### About this task:
Filter these records by the string "WHERE", copying each line that holds it.

Extracted material Block Start

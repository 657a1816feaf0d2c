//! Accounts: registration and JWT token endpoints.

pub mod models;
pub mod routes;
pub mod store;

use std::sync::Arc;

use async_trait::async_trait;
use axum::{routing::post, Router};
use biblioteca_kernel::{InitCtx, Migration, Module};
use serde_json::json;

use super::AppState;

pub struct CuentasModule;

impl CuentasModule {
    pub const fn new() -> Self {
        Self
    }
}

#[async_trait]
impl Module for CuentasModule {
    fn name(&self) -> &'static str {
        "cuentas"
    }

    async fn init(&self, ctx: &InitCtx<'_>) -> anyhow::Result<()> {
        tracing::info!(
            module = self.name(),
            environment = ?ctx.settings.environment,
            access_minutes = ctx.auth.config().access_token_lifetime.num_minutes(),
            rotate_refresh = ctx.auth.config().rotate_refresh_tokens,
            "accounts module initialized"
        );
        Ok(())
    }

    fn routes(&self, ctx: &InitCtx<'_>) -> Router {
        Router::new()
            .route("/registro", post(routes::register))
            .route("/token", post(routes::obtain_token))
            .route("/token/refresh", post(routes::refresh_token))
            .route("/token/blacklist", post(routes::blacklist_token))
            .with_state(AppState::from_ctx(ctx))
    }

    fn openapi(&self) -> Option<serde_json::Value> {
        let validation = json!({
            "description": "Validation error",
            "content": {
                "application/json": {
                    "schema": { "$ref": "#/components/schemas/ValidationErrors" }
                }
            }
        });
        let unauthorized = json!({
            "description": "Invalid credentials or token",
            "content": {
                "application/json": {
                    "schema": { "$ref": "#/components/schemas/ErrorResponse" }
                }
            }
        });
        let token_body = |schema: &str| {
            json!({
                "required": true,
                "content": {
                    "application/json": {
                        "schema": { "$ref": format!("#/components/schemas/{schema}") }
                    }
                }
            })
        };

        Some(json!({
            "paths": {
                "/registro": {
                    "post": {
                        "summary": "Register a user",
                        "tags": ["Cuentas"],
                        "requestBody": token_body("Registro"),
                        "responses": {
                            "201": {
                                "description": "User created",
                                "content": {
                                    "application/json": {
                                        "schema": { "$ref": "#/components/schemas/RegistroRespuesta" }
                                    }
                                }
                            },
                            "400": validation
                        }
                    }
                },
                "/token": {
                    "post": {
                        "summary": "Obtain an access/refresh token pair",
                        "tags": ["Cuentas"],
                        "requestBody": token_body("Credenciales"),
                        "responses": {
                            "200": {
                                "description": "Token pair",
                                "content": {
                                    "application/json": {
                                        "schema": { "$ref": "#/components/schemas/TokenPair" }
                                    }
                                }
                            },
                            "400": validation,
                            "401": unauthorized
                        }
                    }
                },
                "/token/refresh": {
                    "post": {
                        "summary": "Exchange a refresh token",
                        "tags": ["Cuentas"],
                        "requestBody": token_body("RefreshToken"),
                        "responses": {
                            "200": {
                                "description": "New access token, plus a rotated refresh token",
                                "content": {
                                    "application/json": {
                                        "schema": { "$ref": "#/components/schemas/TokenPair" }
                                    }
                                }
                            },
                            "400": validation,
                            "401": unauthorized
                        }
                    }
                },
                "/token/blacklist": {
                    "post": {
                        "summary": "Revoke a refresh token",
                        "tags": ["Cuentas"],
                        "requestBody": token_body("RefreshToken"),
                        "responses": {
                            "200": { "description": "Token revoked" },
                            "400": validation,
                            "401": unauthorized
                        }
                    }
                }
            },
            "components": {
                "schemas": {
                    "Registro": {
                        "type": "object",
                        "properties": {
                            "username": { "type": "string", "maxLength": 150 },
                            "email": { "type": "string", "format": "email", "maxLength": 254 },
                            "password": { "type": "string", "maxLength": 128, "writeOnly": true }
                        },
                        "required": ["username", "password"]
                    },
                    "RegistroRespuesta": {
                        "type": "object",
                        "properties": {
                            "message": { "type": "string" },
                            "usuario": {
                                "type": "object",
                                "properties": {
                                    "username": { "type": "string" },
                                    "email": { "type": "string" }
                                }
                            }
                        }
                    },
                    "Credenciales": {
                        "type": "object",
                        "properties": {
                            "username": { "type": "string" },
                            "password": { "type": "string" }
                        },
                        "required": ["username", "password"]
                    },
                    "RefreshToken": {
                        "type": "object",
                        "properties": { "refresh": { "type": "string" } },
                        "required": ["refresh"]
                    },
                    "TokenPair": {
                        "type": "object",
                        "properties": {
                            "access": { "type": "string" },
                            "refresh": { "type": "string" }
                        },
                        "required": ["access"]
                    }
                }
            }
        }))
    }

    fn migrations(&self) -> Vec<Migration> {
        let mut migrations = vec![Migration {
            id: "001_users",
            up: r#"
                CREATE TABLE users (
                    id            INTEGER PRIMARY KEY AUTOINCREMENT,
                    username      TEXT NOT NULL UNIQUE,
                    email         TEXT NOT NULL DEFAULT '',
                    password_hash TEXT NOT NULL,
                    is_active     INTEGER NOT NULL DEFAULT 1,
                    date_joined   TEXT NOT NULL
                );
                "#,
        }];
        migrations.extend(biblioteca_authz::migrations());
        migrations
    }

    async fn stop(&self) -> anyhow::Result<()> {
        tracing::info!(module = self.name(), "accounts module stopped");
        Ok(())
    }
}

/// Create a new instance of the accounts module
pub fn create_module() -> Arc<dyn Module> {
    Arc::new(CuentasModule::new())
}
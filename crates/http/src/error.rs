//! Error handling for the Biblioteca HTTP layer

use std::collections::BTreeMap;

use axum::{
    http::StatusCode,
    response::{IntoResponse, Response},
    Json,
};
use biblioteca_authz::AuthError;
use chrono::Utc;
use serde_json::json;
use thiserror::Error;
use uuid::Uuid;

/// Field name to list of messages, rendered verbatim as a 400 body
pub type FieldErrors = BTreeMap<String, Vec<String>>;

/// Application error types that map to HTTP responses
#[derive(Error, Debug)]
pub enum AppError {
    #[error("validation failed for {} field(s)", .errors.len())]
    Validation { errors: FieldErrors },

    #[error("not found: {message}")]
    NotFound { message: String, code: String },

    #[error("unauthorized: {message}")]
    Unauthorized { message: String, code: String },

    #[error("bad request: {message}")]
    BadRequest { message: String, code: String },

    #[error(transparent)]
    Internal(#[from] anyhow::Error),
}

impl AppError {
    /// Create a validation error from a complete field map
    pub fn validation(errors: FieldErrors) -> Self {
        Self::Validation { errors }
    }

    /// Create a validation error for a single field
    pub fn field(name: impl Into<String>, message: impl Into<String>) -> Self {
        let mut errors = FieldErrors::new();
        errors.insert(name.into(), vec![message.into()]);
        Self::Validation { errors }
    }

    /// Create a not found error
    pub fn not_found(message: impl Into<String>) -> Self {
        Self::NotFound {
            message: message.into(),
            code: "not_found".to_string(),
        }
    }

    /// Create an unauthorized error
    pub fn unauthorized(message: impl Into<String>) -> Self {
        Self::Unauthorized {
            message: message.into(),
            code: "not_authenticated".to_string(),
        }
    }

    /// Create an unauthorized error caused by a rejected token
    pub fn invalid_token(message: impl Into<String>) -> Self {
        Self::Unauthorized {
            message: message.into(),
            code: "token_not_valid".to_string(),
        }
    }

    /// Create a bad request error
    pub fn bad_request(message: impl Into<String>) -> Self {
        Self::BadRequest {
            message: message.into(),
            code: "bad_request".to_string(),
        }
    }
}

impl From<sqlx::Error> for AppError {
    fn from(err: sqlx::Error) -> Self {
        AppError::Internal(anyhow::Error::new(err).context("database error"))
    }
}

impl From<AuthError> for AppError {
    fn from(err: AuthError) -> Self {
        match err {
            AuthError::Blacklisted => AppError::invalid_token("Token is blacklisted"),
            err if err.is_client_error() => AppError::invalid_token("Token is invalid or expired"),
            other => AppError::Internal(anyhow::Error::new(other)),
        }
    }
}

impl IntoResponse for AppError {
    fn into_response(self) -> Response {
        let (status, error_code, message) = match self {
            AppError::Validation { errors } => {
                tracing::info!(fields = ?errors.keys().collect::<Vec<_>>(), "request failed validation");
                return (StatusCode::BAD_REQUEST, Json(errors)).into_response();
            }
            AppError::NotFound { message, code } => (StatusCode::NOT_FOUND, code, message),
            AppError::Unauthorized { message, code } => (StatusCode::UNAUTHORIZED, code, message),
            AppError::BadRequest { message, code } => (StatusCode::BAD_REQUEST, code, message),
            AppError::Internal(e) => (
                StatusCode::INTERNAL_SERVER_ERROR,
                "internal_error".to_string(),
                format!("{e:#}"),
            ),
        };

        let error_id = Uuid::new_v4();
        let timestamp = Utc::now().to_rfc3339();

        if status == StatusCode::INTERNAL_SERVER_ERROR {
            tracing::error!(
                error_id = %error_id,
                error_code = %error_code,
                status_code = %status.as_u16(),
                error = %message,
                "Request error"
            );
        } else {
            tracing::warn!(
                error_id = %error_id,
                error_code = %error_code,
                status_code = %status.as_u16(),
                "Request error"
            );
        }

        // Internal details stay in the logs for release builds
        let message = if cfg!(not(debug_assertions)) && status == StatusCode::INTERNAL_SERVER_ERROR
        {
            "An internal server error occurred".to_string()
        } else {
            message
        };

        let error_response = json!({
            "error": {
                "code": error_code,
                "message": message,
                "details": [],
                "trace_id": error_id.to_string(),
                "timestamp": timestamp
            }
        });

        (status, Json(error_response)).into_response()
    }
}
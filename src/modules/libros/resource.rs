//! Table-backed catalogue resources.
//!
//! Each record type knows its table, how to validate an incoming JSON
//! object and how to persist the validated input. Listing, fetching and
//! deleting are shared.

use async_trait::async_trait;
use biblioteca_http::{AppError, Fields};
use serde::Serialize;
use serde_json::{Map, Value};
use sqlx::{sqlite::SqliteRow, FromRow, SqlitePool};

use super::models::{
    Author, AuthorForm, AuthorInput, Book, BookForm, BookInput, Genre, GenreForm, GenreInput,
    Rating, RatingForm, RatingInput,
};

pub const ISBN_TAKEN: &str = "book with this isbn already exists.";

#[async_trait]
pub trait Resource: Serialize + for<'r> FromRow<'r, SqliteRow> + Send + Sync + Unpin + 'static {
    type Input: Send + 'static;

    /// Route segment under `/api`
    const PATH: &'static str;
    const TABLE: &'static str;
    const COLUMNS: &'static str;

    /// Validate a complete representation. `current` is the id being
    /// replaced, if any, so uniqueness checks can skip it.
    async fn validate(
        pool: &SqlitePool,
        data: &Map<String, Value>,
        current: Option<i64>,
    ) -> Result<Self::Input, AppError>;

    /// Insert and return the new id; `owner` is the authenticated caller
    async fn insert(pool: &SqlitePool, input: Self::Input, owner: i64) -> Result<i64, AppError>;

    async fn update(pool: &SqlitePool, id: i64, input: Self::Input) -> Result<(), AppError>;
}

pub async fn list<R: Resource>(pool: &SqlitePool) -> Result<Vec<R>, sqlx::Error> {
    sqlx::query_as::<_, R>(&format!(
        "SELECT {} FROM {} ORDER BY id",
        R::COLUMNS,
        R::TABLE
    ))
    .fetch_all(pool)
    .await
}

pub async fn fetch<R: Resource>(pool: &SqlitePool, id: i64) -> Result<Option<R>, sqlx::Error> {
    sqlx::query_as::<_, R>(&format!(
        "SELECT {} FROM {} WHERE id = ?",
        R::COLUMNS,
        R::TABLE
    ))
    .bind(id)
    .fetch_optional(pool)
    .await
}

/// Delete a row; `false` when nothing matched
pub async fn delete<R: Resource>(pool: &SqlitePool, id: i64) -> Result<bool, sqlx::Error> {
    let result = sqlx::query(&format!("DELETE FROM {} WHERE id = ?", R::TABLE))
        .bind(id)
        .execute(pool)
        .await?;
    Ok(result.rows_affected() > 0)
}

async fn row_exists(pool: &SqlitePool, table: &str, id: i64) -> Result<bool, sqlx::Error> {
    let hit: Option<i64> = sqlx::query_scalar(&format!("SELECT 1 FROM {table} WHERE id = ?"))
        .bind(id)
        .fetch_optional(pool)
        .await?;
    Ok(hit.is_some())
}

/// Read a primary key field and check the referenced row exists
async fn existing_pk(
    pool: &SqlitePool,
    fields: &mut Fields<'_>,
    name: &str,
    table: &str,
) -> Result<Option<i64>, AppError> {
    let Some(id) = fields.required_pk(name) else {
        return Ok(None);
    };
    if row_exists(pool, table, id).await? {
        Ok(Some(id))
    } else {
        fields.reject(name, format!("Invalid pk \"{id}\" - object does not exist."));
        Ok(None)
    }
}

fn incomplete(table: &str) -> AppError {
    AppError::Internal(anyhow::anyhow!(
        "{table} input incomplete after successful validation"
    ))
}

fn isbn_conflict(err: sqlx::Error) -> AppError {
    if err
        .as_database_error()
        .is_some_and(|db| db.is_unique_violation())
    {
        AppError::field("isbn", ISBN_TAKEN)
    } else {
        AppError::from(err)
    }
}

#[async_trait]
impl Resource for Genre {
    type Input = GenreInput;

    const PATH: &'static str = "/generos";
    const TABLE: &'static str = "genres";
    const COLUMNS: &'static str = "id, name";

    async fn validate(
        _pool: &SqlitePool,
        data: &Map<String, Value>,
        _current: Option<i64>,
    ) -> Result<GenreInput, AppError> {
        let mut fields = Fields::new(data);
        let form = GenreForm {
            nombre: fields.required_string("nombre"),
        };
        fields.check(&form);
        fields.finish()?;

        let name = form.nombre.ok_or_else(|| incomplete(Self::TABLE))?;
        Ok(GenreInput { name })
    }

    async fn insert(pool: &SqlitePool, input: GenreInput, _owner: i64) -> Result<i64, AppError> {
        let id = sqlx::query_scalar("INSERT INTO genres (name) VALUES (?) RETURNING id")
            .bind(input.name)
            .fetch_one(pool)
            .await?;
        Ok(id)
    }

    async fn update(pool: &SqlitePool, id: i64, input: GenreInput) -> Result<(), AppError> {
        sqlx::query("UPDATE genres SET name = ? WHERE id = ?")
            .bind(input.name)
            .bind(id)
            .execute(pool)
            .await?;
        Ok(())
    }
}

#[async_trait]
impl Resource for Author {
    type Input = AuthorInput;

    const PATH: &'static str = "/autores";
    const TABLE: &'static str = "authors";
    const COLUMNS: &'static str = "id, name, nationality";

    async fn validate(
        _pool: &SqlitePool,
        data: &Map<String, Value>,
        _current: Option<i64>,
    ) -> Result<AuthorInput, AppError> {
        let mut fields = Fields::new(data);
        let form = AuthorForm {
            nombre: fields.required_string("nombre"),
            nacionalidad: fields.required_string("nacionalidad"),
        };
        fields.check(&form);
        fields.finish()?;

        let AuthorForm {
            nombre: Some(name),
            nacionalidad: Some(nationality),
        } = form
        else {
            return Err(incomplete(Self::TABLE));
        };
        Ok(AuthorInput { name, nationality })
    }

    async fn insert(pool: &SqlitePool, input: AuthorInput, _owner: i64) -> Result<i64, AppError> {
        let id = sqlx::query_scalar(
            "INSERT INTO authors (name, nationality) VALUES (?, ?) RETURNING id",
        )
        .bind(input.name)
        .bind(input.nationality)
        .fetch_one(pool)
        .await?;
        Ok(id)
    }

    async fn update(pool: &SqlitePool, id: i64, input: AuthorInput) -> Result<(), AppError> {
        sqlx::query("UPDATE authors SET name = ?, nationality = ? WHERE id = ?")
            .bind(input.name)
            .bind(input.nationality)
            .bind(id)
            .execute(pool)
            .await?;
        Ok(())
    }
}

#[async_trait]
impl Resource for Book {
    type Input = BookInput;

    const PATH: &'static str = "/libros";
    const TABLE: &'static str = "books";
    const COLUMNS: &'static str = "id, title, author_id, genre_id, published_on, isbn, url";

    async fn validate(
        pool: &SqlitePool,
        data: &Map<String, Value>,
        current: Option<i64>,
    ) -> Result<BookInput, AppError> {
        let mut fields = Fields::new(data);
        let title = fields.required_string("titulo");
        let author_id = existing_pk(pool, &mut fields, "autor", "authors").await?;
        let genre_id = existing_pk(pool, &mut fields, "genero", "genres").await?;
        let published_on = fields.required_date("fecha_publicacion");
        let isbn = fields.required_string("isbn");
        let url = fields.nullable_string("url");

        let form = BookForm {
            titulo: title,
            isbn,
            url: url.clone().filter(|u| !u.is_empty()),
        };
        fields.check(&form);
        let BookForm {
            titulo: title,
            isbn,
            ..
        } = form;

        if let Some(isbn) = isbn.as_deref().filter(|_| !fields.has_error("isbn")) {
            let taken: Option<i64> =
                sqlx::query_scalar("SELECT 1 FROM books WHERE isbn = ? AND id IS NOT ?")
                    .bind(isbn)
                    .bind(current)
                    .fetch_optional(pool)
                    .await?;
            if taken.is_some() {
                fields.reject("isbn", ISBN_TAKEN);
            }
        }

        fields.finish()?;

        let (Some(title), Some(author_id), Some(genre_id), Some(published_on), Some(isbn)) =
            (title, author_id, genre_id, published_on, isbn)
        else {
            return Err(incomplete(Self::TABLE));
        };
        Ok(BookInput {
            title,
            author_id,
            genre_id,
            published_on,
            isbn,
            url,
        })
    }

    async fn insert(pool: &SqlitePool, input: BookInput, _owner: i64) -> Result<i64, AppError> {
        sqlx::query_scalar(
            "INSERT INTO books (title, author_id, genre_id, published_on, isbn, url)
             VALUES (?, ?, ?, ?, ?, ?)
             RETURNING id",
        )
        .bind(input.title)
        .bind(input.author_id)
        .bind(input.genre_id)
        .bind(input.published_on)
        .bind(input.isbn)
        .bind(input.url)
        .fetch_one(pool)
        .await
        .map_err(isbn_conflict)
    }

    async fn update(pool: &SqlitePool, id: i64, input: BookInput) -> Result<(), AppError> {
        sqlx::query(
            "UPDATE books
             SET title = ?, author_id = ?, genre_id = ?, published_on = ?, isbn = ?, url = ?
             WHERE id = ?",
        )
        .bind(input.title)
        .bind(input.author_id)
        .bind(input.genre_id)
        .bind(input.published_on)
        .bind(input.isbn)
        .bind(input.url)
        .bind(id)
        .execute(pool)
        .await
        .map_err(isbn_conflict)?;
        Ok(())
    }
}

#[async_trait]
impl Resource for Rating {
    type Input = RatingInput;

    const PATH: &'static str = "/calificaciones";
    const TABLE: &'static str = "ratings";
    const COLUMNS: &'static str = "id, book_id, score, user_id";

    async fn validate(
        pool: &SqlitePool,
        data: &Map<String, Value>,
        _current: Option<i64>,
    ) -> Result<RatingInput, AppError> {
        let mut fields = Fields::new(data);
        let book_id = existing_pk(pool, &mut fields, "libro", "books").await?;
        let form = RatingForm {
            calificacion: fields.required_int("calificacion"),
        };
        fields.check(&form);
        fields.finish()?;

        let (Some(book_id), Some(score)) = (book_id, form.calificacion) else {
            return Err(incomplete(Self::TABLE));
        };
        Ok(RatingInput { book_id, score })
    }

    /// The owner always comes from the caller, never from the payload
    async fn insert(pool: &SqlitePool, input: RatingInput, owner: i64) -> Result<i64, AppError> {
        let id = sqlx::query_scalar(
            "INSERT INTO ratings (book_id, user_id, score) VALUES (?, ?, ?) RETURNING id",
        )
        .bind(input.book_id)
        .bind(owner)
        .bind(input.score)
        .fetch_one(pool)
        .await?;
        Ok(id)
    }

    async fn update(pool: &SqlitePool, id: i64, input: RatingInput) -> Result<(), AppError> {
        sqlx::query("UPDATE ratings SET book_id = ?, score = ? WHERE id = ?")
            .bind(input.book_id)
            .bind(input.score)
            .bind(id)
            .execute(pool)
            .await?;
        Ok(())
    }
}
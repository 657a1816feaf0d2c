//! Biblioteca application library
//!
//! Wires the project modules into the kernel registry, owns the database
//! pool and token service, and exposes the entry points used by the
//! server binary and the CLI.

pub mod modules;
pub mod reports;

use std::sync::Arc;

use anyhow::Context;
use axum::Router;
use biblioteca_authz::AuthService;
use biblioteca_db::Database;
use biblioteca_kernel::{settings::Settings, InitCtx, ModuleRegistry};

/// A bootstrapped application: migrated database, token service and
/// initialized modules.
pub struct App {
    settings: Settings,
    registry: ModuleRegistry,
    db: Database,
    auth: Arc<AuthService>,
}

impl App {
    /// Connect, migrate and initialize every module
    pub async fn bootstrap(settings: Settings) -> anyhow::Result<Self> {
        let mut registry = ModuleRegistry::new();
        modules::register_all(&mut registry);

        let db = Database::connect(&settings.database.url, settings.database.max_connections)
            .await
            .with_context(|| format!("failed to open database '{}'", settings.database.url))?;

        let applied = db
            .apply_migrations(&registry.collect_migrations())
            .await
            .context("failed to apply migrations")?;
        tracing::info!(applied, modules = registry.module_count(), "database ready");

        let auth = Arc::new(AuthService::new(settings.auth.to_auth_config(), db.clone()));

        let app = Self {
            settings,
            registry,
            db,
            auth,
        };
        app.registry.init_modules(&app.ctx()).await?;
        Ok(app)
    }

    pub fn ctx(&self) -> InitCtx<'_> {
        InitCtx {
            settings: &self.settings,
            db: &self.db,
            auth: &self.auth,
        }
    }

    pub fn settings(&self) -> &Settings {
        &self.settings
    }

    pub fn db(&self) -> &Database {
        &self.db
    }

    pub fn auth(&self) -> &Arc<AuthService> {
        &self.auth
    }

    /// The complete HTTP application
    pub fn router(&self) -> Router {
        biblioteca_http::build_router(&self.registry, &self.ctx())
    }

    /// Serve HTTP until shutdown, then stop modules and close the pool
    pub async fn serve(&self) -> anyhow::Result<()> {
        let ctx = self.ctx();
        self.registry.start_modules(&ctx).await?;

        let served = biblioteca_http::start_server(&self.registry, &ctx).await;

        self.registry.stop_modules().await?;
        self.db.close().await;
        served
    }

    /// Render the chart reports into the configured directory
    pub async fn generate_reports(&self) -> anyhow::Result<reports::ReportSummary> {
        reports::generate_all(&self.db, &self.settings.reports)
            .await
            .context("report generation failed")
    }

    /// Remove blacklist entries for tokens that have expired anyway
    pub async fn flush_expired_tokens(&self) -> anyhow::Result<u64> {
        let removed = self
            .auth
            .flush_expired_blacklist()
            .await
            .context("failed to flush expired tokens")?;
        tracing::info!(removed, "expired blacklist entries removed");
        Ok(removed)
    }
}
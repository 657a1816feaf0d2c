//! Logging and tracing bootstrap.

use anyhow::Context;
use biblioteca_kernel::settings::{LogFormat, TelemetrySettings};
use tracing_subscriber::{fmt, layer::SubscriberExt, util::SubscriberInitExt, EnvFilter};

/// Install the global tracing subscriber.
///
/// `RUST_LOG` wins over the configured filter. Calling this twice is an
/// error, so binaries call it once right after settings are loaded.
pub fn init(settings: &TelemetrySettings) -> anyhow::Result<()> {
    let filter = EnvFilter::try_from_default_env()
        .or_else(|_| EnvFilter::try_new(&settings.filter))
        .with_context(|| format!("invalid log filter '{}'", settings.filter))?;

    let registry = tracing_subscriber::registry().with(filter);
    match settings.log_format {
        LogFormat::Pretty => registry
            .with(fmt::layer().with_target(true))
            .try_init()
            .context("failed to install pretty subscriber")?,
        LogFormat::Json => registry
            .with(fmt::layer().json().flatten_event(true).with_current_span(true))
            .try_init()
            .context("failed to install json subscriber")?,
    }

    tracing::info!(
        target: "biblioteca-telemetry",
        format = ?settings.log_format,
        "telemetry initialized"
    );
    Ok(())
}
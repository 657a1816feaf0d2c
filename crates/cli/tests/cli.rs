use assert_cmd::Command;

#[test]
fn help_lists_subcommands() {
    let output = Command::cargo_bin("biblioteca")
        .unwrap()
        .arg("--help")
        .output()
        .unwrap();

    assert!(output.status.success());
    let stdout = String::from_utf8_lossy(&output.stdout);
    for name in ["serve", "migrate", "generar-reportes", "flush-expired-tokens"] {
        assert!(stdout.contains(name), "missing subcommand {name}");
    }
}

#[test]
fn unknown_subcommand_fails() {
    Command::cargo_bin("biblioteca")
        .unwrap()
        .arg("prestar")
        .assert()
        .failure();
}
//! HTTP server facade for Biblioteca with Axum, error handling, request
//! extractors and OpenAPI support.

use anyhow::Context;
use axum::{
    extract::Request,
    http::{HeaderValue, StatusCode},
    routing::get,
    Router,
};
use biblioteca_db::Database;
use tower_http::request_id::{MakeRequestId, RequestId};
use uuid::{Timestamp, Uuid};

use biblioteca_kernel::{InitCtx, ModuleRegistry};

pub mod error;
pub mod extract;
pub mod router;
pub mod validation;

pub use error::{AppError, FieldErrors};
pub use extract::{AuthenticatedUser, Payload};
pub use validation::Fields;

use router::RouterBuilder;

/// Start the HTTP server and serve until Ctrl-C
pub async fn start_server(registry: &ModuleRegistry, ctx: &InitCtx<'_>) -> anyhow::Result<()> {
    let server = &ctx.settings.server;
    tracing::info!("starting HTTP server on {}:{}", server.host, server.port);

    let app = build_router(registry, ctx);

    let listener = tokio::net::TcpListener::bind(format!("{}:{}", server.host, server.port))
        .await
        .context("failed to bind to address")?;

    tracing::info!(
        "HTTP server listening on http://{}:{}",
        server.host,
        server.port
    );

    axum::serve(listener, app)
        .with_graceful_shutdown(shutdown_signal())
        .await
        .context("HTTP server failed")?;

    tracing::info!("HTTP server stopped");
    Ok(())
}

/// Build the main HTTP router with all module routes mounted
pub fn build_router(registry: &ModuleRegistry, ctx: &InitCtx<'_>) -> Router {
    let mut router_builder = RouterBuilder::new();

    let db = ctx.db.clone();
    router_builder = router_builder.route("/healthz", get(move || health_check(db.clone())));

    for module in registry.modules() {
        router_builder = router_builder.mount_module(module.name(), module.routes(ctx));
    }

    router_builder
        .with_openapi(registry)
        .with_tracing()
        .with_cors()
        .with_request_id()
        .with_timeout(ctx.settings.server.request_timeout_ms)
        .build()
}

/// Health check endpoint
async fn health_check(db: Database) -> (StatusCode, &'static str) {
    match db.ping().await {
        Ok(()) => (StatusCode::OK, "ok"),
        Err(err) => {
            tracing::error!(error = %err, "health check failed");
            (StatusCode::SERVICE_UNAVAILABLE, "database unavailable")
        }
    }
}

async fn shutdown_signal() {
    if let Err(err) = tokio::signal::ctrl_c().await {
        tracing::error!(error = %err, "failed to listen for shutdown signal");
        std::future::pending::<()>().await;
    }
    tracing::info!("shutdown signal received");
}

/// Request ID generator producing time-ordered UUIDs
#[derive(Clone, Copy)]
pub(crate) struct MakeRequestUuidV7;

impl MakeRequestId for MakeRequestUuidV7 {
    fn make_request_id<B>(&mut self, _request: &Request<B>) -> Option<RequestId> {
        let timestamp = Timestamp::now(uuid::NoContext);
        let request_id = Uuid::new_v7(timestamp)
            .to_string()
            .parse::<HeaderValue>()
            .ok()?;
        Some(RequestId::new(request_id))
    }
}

Extracted material Block End

### Completed task:
        "SELECT {} FROM {} WHERE id = ?",
    let result = sqlx::query(&format!("DELETE FROM {} WHERE id = ?", R::TABLE))
    let hit: Option<i64> = sqlx::query_scalar(&format!("SELECT 1 FROM {table} WHERE id = ?"))
        sqlx::query("UPDATE genres SET name = ? WHERE id = ?")
        sqlx::query("UPDATE authors SET name = ?, nationality = ? WHERE id = ?")
                sqlx::query_scalar("SELECT 1 FROM books WHERE isbn = ? AND id IS NOT ?")
             WHERE id = ?",
        sqlx::query("UPDATE ratings SET book_id = ?, score = ? WHERE id = ?")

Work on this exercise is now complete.